It has taken a long time, and it has cost us a lot of money while we waited, but the full moon rising over Canada last week turned blue and our nation got to see a free vote in Parliament that actually meant something.

It has taken a long time, and it has cost us a lot of money while we waited, but the full moon rising over Canada last week turned blue and our nation got to see a free vote in Parliament that actually meant something. Canada’s long-gun registry — a legislative question that was never answered according to party doctrine — was decommissioned on Wednesday by a free vote in Parliament.

By presenting the motion as a private member’s bill, party whips were set aside.

The Tories under Stephen Harper had to actually lobby some of their MPs through public advertising to remind them of potential voter wrath, should they vote against the bill. A dozen NDP members and eight Liberals sided with the bill to see it scrapped.

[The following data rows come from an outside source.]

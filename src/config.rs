//! Tracker configuration
//!
//! Every field has a default, so `{}` is a valid configuration file.

use crate::error::{TrackerError, TrackerResult};
use crate::input::CursorStyle;
use crate::trackers::{FollowerConfig, DEFAULT_CLICK_WINDOW_MS};
use serde::{Deserialize, Serialize};
use std::path::Path;

#[derive(Debug, Clone, PartialEq, Default, Serialize, Deserialize)]
#[serde(rename_all = "camelCase", default)]
pub struct TrackersConfig {
    pub click_counter: ClickCounterConfig,
    pub follower: FollowerConfig,
    pub clicks: ClicksConfig,
    pub cursor: CursorConfig,
}

#[derive(Debug, Clone, Copy, PartialEq, Serialize, Deserialize)]
#[serde(rename_all = "camelCase", default)]
pub struct ClickCounterConfig {
    pub window_ms: f64,
}

impl Default for ClickCounterConfig {
    fn default() -> Self {
        Self {
            window_ms: DEFAULT_CLICK_WINDOW_MS,
        }
    }
}

#[derive(Debug, Clone, Copy, PartialEq, Default, Serialize, Deserialize)]
#[serde(rename_all = "camelCase", default)]
pub struct ClicksConfig {
    pub prevent_context_menu: bool,
}

#[derive(Debug, Clone, Copy, PartialEq, Default, Serialize, Deserialize)]
#[serde(rename_all = "camelCase", default)]
pub struct CursorConfig {
    pub style: CursorStyle,
}

impl TrackersConfig {
    pub fn from_json_str(json: &str) -> TrackerResult<Self> {
        let config: TrackersConfig = serde_json::from_str(json)?;
        config.validate()?;
        Ok(config)
    }

    pub fn from_file(path: &Path) -> TrackerResult<Self> {
        let content = std::fs::read_to_string(path)?;
        Self::from_json_str(&content)
    }

    pub fn validate(&self) -> TrackerResult<()> {
        let window = self.click_counter.window_ms;
        if !window.is_finite() || window <= 0.0 {
            tracing::warn!("invalid clickCounter.windowMs: {}", window);
            return Err(TrackerError::InvalidWindow(window));
        }
        if let Err(e) = self.follower.validate() {
            tracing::warn!("invalid follower config: {}", e);
            return Err(e);
        }
        Ok(())
    }
}
//! Pressed-button state for left, middle and right buttons

use super::{Registrations, Tracker, TrackerKind};
use crate::error::TrackerResult;
use crate::input::{EventKind, InputEvent, MouseButton, Surface};
use parking_lot::Mutex as ParkingMutex;
use serde::{Deserialize, Serialize};
use std::sync::Arc;

/// Which of the three tracked buttons are currently held
#[derive(Debug, Clone, Copy, PartialEq, Eq, Default, Serialize, Deserialize)]
pub struct ButtonState {
    pub left: bool,
    pub middle: bool,
    pub right: bool,
}

impl ButtonState {
    pub fn is_pressed(&self, button: MouseButton) -> bool {
        match button {
            MouseButton::Left => self.left,
            MouseButton::Middle => self.middle,
            MouseButton::Right => self.right,
        }
    }

    fn set(&mut self, button: MouseButton, pressed: bool) {
        match button {
            MouseButton::Left => self.left = pressed,
            MouseButton::Middle => self.middle = pressed,
            MouseButton::Right => self.right = pressed,
        }
    }

    pub fn any(&self) -> bool {
        self.left || self.middle || self.right
    }
}

pub type ButtonObserver = Arc<dyn Fn(ButtonState, &InputEvent) + Send + Sync>;

#[derive(Default)]
struct Inner {
    state: ParkingMutex<ButtonState>,
    observer: ParkingMutex<Option<ButtonObserver>>,
}

impl Inner {
    fn handle(&self, event: &InputEvent) {
        let Some(button) = MouseButton::from_index(event.button) else {
            tracing::trace!("ignoring unknown button index {}", event.button);
            return;
        };
        let pressed = event.kind == EventKind::PointerDown;

        let snapshot = {
            let mut state = self.state.lock();
            state.set(button, pressed);
            *state
        };

        let observer = self.observer.lock().clone();
        if let Some(observer) = observer {
            observer(snapshot, event);
        }
    }
}

/// Tracks button press/release over a surface
pub struct ButtonTracker {
    id: String,
    inner: Arc<Inner>,
    registrations: Registrations,
}

impl ButtonTracker {
    pub fn new(surface: Arc<dyn Surface>) -> Self {
        Self {
            id: format!("buttons@{}", surface.name()),
            inner: Arc::new(Inner::default()),
            registrations: Registrations::new(surface),
        }
    }

    pub fn on_change<F>(self, observer: F) -> Self
    where
        F: Fn(ButtonState, &InputEvent) + Send + Sync + 'static,
    {
        *self.inner.observer.lock() = Some(Arc::new(observer));
        self
    }

    pub fn state(&self) -> ButtonState {
        *self.inner.state.lock()
    }

    pub fn is_pressed(&self, button: MouseButton) -> bool {
        self.state().is_pressed(button)
    }

    /// Lookup by name (`"left"`, `"middle"`, `"right"`). Unknown names are never pressed.
    pub fn is_pressed_named(&self, name: &str) -> bool {
        name.parse::<MouseButton>()
            .map(|button| self.is_pressed(button))
            .unwrap_or(false)
    }
}

impl Tracker for ButtonTracker {
    fn id(&self) -> &str {
        &self.id
    }

    fn kind(&self) -> TrackerKind {
        TrackerKind::Buttons
    }

    fn start(&mut self) -> TrackerResult<()> {
        self.registrations.activate(&self.id)?;
        for kind in [EventKind::PointerDown, EventKind::PointerUp] {
            self.registrations
                .attach(kind, &self.inner, |inner, event| inner.handle(event));
        }
        Ok(())
    }

    fn stop(&mut self) {
        self.registrations.deactivate(&self.id);
    }

    fn is_active(&self) -> bool {
        self.registrations.is_active()
    }
}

In the end, the collective will (and common sense) of the people prevailed in a place often devoid of common sense, and where our collective will is too often passed over to political scheming.

And if it wasn’t the case before last week, the owners of hunting rifles in Canada will no longer be considered criminals before the fact.

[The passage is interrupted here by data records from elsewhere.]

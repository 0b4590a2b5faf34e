//! Last known pointer position

use super::{Registrations, Tracker, TrackerKind};
use crate::error::TrackerResult;
use crate::input::{EventKind, InputEvent, Position, Surface};
use parking_lot::Mutex as ParkingMutex;
use std::sync::Arc;

pub type PositionObserver = Arc<dyn Fn(Position, &InputEvent) + Send + Sync>;

#[derive(Default)]
struct Inner {
    position: ParkingMutex<Position>,
    observer: ParkingMutex<Option<PositionObserver>>,
}

impl Inner {
    fn handle_move(&self, event: &InputEvent) {
        *self.position.lock() = event.position;
        let observer = self.observer.lock().clone();
        if let Some(observer) = observer {
            observer(event.position, event);
        }
    }
}

/// Caches the pointer position from every move event over a surface
pub struct PositionTracker {
    id: String,
    inner: Arc<Inner>,
    registrations: Registrations,
}

impl PositionTracker {
    pub fn new(surface: Arc<dyn Surface>) -> Self {
        Self {
            id: format!("position@{}", surface.name()),
            inner: Arc::new(Inner::default()),
            registrations: Registrations::new(surface),
        }
    }

    /// Observe every move with the new position
    pub fn on_move<F>(self, observer: F) -> Self
    where
        F: Fn(Position, &InputEvent) + Send + Sync + 'static,
    {
        *self.inner.observer.lock() = Some(Arc::new(observer));
        self
    }

    pub fn position(&self) -> Position {
        *self.inner.position.lock()
    }
}

impl Tracker for PositionTracker {
    fn id(&self) -> &str {
        &self.id
    }

    fn kind(&self) -> TrackerKind {
        TrackerKind::Position
    }

    fn start(&mut self) -> TrackerResult<()> {
        self.registrations.activate(&self.id)?;
        self.registrations
            .attach(EventKind::PointerMove, &self.inner, |inner, event| inner.handle_move(event));
        Ok(())
    }

    fn stop(&mut self) {
        self.registrations.deactivate(&self.id);
    }

    fn is_active(&self) -> bool {
        self.registrations.is_active()
    }
}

Canadian police chiefs get to vote, but not in Parliament.

They had made the strongest case that somebody ought to know which households in our paranoid society have guns in them.

But the means could not justify the end. As much as Canadians fear the criminal element, only a miniscule portion of the long guns in Canada are used for criminal purposes.

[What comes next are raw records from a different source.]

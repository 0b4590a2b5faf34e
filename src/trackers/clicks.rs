//! Click, double-click and context-menu forwarding

use super::{Registrations, Tracker, TrackerKind};
use crate::error::TrackerResult;
use crate::input::{EventKind, InputEvent, Surface};
use parking_lot::Mutex as ParkingMutex;
use std::sync::atomic::{AtomicBool, Ordering};
use std::sync::Arc;

pub type ClickObserver = Arc<dyn Fn(&InputEvent) + Send + Sync>;

#[derive(Default)]
struct Inner {
    prevent_context_menu: AtomicBool,
    on_click: ParkingMutex<Option<ClickObserver>>,
    on_double_click: ParkingMutex<Option<ClickObserver>>,
    on_context_menu: ParkingMutex<Option<ClickObserver>>,
}

impl Inner {
    fn handle(&self, event: &InputEvent) {
        let observer = match event.kind {
            EventKind::Click => self.on_click.lock().clone(),
            EventKind::DoubleClick => self.on_double_click.lock().clone(),
            EventKind::ContextMenu => {
                if self.prevent_context_menu.load(Ordering::Relaxed) {
                    event.prevent_default();
                }
                self.on_context_menu.lock().clone()
            }
            _ => None,
        };
        if let Some(observer) = observer {
            observer(event);
        }
    }
}

/// Forwards primary, double and secondary clicks to their own observers
pub struct ClickTracker {
    id: String,
    inner: Arc<Inner>,
    registrations: Registrations,
}

impl ClickTracker {
    pub fn new(surface: Arc<dyn Surface>) -> Self {
        Self {
            id: format!("clicks@{}", surface.name()),
            inner: Arc::new(Inner::default()),
            registrations: Registrations::new(surface),
        }
    }

    /// Cancel the host's context menu when a secondary click arrives
    pub fn prevent_context_menu(self, prevent: bool) -> Self {
        self.inner
            .prevent_context_menu
            .store(prevent, Ordering::Relaxed);
        self
    }

    pub fn on_click<F>(self, observer: F) -> Self
    where
        F: Fn(&InputEvent) + Send + Sync + 'static,
    {
        *self.inner.on_click.lock() = Some(Arc::new(observer));
        self
    }

    pub fn on_double_click<F>(self, observer: F) -> Self
    where
        F: Fn(&InputEvent) + Send + Sync + 'static,
    {
        *self.inner.on_double_click.lock() = Some(Arc::new(observer));
        self
    }

    pub fn on_context_menu<F>(self, observer: F) -> Self
    where
        F: Fn(&InputEvent) + Send + Sync + 'static,
    {
        *self.inner.on_context_menu.lock() = Some(Arc::new(observer));
        self
    }
}

impl Tracker for ClickTracker {
    fn id(&self) -> &str {
        &self.id
    }

    fn kind(&self) -> TrackerKind {
        TrackerKind::Clicks
    }

    fn start(&mut self) -> TrackerResult<()> {
        self.registrations.activate(&self.id)?;
        for kind in [EventKind::Click, EventKind::DoubleClick, EventKind::ContextMenu] {
            self.registrations
                .attach(kind, &self.inner, |inner, event| inner.handle(event));
        }
        Ok(())
    }

    fn stop(&mut self) {
        self.registrations.deactivate(&self.id);
    }

    fn is_active(&self) -> bool {
        self.registrations.is_active()
    }
}
//! Event surfaces
//!
//! A `Surface` is anything that can register and unregister a callback per
//! named input event. Trackers depend on nothing else from the host.

use crate::input::types::{CursorStyle, EventKind, InputEvent};
use parking_lot::Mutex as ParkingMutex;
use std::fmt;
use std::sync::atomic::{AtomicBool, AtomicU64, Ordering};
use std::sync::Arc;

/// Callback invoked synchronously for each dispatched event
pub type Listener = Arc<dyn Fn(&InputEvent) + Send + Sync>;

/// Handle returned by `Surface::add_listener`
#[derive(Debug, Clone, Copy, PartialEq, Eq, Hash)]
pub struct ListenerId(u64);

impl fmt::Display for ListenerId {
    fn fmt(&self, f: &mut fmt::Formatter<'_>) -> fmt::Result {
        write!(f, "listener#{}", self.0)
    }
}

/// An addressable surface that emits named input events
pub trait Surface: Send + Sync {
    /// Human readable name, used in logs
    fn name(&self) -> &str;

    /// Register `listener` for events of `kind`
    fn add_listener(&self, kind: EventKind, listener: Listener) -> ListenerId;

    /// Unregister a listener. Unknown or already removed ids are a no-op;
    /// returns whether anything was removed.
    fn remove_listener(&self, id: ListenerId) -> bool;

    /// Change the cursor shown over this surface
    fn set_cursor(&self, style: CursorStyle);

    /// Cursor currently shown over this surface
    fn cursor(&self) -> CursorStyle;
}

struct Registration {
    id: ListenerId,
    kind: EventKind,
    listener: Listener,
    /// Set on removal so an in-progress dispatch skips this listener
    removed: Arc<AtomicBool>,
}

/// In-process surface: keeps its listeners in a list and dispatches events
/// handed to it by the host (or by a test).
pub struct EventTarget {
    name: String,
    next_id: AtomicU64,
    listeners: ParkingMutex<Vec<Registration>>,
    cursor: ParkingMutex<CursorStyle>,
}

impl EventTarget {
    pub fn new(name: impl Into<String>) -> Self {
        Self {
            name: name.into(),
            next_id: AtomicU64::new(1),
            listeners: ParkingMutex::new(Vec::new()),
            cursor: ParkingMutex::new(CursorStyle::Default),
        }
    }

    /// Convenience for the common `Arc<EventTarget>` construction
    pub fn shared(name: impl Into<String>) -> Arc<Self> {
        Arc::new(Self::new(name))
    }

    /// Deliver `event` to every listener registered for its kind.
    ///
    /// Listeners are snapshotted first, so a listener may attach or detach
    /// listeners (its own included) while the event is being delivered.
    /// Listeners attached during delivery wait for the next event; listeners
    /// removed during delivery are skipped if they have not run yet.
    /// Returns the number of listeners invoked.
    pub fn dispatch(&self, event: &InputEvent) -> usize {
        let snapshot: Vec<(Arc<AtomicBool>, Listener)> = self
            .listeners
            .lock()
            .iter()
            .filter(|r| r.kind == event.kind)
            .map(|r| (r.removed.clone(), r.listener.clone()))
            .collect();

        tracing::trace!(
            "{}: dispatching {} to {} listener(s)",
            self.name,
            event.kind,
            snapshot.len()
        );

        let mut invoked = 0;
        for (removed, listener) in &snapshot {
            if removed.load(Ordering::SeqCst) {
                continue;
            }
            listener(event);
            invoked += 1;
        }
        invoked
    }

    /// Number of registered listeners across all kinds
    pub fn listener_count(&self) -> usize {
        self.listeners.lock().len()
    }

    /// Number of registered listeners for one kind
    pub fn listener_count_for(&self, kind: EventKind) -> usize {
        self.listeners.lock().iter().filter(|r| r.kind == kind).count()
    }
}

impl Surface for EventTarget {
    fn name(&self) -> &str {
        &self.name
    }

    fn add_listener(&self, kind: EventKind, listener: Listener) -> ListenerId {
        let id = ListenerId(self.next_id.fetch_add(1, Ordering::Relaxed));
        self.listeners.lock().push(Registration {
            id,
            kind,
            listener,
            removed: Arc::new(AtomicBool::new(false)),
        });
        tracing::trace!("{}: attached {} for {}", self.name, id, kind);
        id
    }

    fn remove_listener(&self, id: ListenerId) -> bool {
        let mut listeners = self.listeners.lock();
        let Some(index) = listeners.iter().position(|r| r.id == id) else {
            return false;
        };
        let registration = listeners.remove(index);
        registration.removed.store(true, Ordering::SeqCst);
        true
    }

    fn set_cursor(&self, style: CursorStyle) {
        *self.cursor.lock() = style;
    }

    fn cursor(&self) -> CursorStyle {
        *self.cursor.lock()
    }
}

It was not worth $80 million a year to keep track of tens of thousands of law-abiding Canadians, in order to screen for the handful of people each year who might turn criminal.

Handguns and automatic weapons remain under strict control.

Even before the vote, the law requiring registration of hunting rifles had not been effectively or uniformly enforced across the nation, despite the dollars spent.

The Harper government had long ago pledged to scrap the registry, but holding only a minority of votes, it could not present a bill killing the registry that could be defeated through a “whipped” vote along party lines, and thereby cost them the government.

A private member’s bill carries no such burden; if it’s defeated, it’s defeated, and everyone moves on.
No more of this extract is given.